> [Exercise details]:
Begin with the first line of the entries below and reproduce each line exactly, ending with the line that holds "pub enum ToggleOutcome".
# # # # #
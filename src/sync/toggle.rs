//! Optimistic like toggles.
//!
//! One toggle runs through: debounce, single-flight claim, baseline
//! acquisition, optimistic write, remote call, then either an authoritative
//! `sync` write or a rollback to the baseline. The cache never ends a toggle
//! holding the optimistic guess.

use std::collections::HashMap;
use std::sync::{Arc, Mutex};
use std::time::{Duration, Instant};

use chrono::{DateTime, Utc};
use tracing::{debug, info, warn};

use super::pending::PendingToggles;
use crate::cache::{CacheStore, CachedLikeStatus, LikeStatus, Source};
use crate::config::CacheSettings;
use crate::error::ToggleError;
use crate::remote::{CheckOptions, CounterService};

/// Result of a toggle that did not fail.
#[derive(Debug, Clone, Copy, PartialEq, Eq)]
pub enum ToggleOutcome {
  /// The server confirmed the toggle; this is its authoritative state
  Applied(LikeStatus),
  /// A guard absorbed the call; nothing was written or sent
  Ignored(IgnoreReason),
}

#[derive(Debug, Clone, Copy, PartialEq, Eq)]
pub enum IgnoreReason {
  /// Within the debounce window of the previous toggle
  Debounced,
  /// Another toggle for this entity has not finished yet
  InFlight,
}

/// State carried by one toggle between its optimistic write and its
/// reconcile or rollback.
#[derive(Debug, Clone)]
pub struct ToggleOperation {
  pub entity_id: String,
  pub started_at: DateTime<Utc>,
  /// The `is_liked` value the toggle is moving towards
  pub expected_transition: bool,
  pub baseline: CachedLikeStatus,
  /// Store version right after the optimistic write
  pub op_version: u64,
}

pub struct ToggleEngine {
  store: Arc<CacheStore>,
  service: Arc<dyn CounterService>,
  pending: Arc<PendingToggles>,
  debounce: Duration,
  remote_timeout: Duration,
  /// Monotonic start of the last accepted toggle per entity
  last_started: Mutex<HashMap<String, Instant>>,
}

impl ToggleEngine {
  pub fn new(
    store: Arc<CacheStore>,
    service: Arc<dyn CounterService>,
    pending: Arc<PendingToggles>,
    settings: &CacheSettings,
    remote_timeout: Duration,
  ) -> Self {
    Self {
      store,
      service,
      pending,
      debounce: settings.debounce(),
      remote_timeout,
      last_started: Mutex::new(HashMap::new()),
    }
  }

  /// Flip the acting user's like on `entity_id`.
  pub async fn toggle(&self, entity_id: &str) -> Result<ToggleOutcome, ToggleError> {
    let started_at = self.store.now();
    let tick = self.store.monotonic();

    if self.is_debounced(entity_id, tick) {
      debug!(entity_id, "toggle ignored: debounced");
      return Ok(ToggleOutcome::Ignored(IgnoreReason::Debounced));
    }

    let Some(_claim) = self.pending.try_begin(entity_id) else {
      debug!(entity_id, "toggle ignored: already in flight");
      return Ok(ToggleOutcome::Ignored(IgnoreReason::InFlight));
    };

    self.stamp(entity_id, tick);

    // What the user was looking at when they clicked
    let displayed = self.store.get(entity_id);
    let baseline = self.acquire_baseline(entity_id, displayed.as_ref()).await?;

    let predicted = baseline.status().flipped();
    let optimistic = self.store.set(entity_id, predicted, Source::Optimistic);
    let op = ToggleOperation {
      entity_id: entity_id.to_string(),
      started_at,
      expected_transition: predicted.is_liked,
      baseline,
      op_version: optimistic.version,
    };
    debug!(
      entity_id,
      op_version = op.op_version,
      is_liked = predicted.is_liked,
      like_count = predicted.like_count,
      "optimistic write applied"
    );

    let mut rollback = Rollback::arm(&self.store, &op.baseline);
    let message = match tokio::time::timeout(self.remote_timeout, self.service.toggle(entity_id))
      .await
    {
      Ok(Ok(response)) if response.success => {
        rollback.disarm();
        let confirmed = LikeStatus::new(response.is_liked, response.like_count);
        return Ok(ToggleOutcome::Applied(self.confirm(&op, confirmed)));
      }
      Ok(Ok(response)) => response
        .error
        .unwrap_or_else(|| "toggle rejected by server".to_string()),
      Ok(Err(e)) => e.to_string(),
      Err(_) => format!("no response within {:?}", self.remote_timeout),
    };

    let restored = rollback.restore();
    warn!(
      entity_id,
      error = %message,
      restored_version = restored.map(|r| r.version),
      "toggle failed, rolled back to baseline"
    );
    Err(ToggleError::RemoteToggleFailed {
      entity_id: entity_id.to_string(),
      message,
    })
  }

  /// Per-entity debounce, measured on the monotonic clock from the start of
  /// the last accepted toggle.
  fn is_debounced(&self, entity_id: &str, tick: Instant) -> bool {
    self
      .last_started
      .lock()
      .unwrap_or_else(|e| e.into_inner())
      .get(entity_id)
      .is_some_and(|last| tick.saturating_duration_since(*last) < self.debounce)
  }

  /// Record an accepted toggle, dropping stamps whose window has passed.
  fn stamp(&self, entity_id: &str, tick: Instant) {
    let mut last_started = self.last_started.lock().unwrap_or_else(|e| e.into_inner());
    last_started.retain(|_, last| tick.saturating_duration_since(*last) < self.debounce);
    last_started.insert(entity_id.to_string(), tick);
  }

  /// Pick the record the optimistic flip is computed from.
  ///
  /// A protected record (the user's own very recent action) is trusted
  /// as-is. Anything else is re-read from the service first; when that read
  /// disagrees with what was displayed, it is read once more.
  async fn acquire_baseline(
    &self,
    entity_id: &str,
    displayed: Option<&CachedLikeStatus>,
  ) -> Result<CachedLikeStatus, ToggleError> {
    if let Some(record) = displayed {
      if self.store.policy().is_protected(record, self.store.now()) {
        return Ok(record.clone());
      }
    }

    let baseline = self.read_baseline(entity_id).await?;
    match displayed {
      Some(seen) if seen.is_liked != baseline.is_liked => {
        debug!(
          entity_id,
          displayed = seen.is_liked,
          server = baseline.is_liked,
          "baseline moved since last render, re-reading once"
        );
        self.read_baseline(entity_id).await
      }
      _ => Ok(baseline),
    }
  }

  /// Forced, silent read-through. The result is written as `api`, so it is
  /// also the state a failed toggle rolls back to.
  async fn read_baseline(&self, entity_id: &str) -> Result<CachedLikeStatus, ToggleError> {
    let read = tokio::time::timeout(
      self.remote_timeout,
      self.service.check_status(entity_id, CheckOptions::baseline()),
    )
    .await;

    let remote = match read {
      Ok(Ok(remote)) => remote,
      Ok(Err(e)) => {
        return Err(ToggleError::BaselineUnavailable {
          entity_id: entity_id.to_string(),
          reason: e.to_string(),
        })
      }
      Err(_) => {
        return Err(ToggleError::BaselineUnavailable {
          entity_id: entity_id.to_string(),
          reason: format!("no response within {:?}", self.remote_timeout),
        })
      }
    };

    // No server-side record yet means nobody has liked it
    let status = remote.map(|r| r.status()).unwrap_or_default();
    Ok(self.store.set(entity_id, status, Source::Api))
  }

  /// Write the server's answer. It wins even when it differs from the
  /// prediction.
  fn confirm(&self, op: &ToggleOperation, confirmed: LikeStatus) -> LikeStatus {
    let current_version = self.store.version(&op.entity_id);
    if current_version != Some(op.op_version) {
      debug!(
        entity_id = %op.entity_id,
        op_version = op.op_version,
        current_version,
        "cache moved during toggle"
      );
    }

    let record = self.store.set(&op.entity_id, confirmed, Source::Sync);
    if confirmed.is_liked != op.expected_transition {
      info!(
        entity_id = %op.entity_id,
        is_liked = confirmed.is_liked,
        "server settled on the opposite state"
      );
    } else if confirmed != op.baseline.status().flipped() {
      debug!(
        entity_id = %op.entity_id,
        like_count = confirmed.like_count,
        "server count differs from prediction"
      );
    }
    info!(
      entity_id = %op.entity_id,
      version = record.version,
      is_liked = record.is_liked,
      like_count = record.like_count,
      "toggle confirmed"
    );
    confirmed
  }
}

/// Restores the baseline unless disarmed, including when the toggle future
/// is dropped mid-flight.
struct Rollback<'a> {
  store: &'a CacheStore,
  baseline: Option<CachedLikeStatus>,
}

impl<'a> Rollback<'a> {
  fn arm(store: &'a CacheStore, baseline: &CachedLikeStatus) -> Self {
    Self {
      store,
      baseline: Some(baseline.clone()),
    }
  }

  fn disarm(&mut self) {
    self.baseline = None;
  }

  fn restore(mut self) -> Option<CachedLikeStatus> {
    self
      .baseline
      .take()
      .map(|baseline| self.store.restore(&baseline))
  }
}

impl Drop for Rollback<'_> {
  fn drop(&mut self) {
    if let Some(baseline) = self.baseline.take() {
      warn!(entity_id = %baseline.entity_id, "toggle abandoned, restoring baseline");
      self.store.restore(&baseline);
    }
  }
}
# # # # #
> [Response to the exercise]:
filename src/sync/toggle.rs
//! Optimistic like toggles.
//!
//! One toggle runs through: debounce, single-flight claim, baseline
//! acquisition, optimistic write, remote call, then either an authoritative
//! `sync` write or a rollback to the baseline. The cache never ends a toggle
//! holding the optimistic guess.

use std::collections::HashMap;
use std::sync::{Arc, Mutex};
use std::time::{Duration, Instant};

use chrono::{DateTime, Utc};
use tracing::{debug, info, warn};

use super::pending::PendingToggles;
use crate::cache::{CacheStore, CachedLikeStatus, LikeStatus, Source};
use crate::config::CacheSettings;
use crate::error::ToggleError;
use crate::remote::{CheckOptions, CounterService};

/// Result of a toggle that did not fail.
#[derive(Debug, Clone, Copy, PartialEq, Eq)]
pub enum ToggleOutcome {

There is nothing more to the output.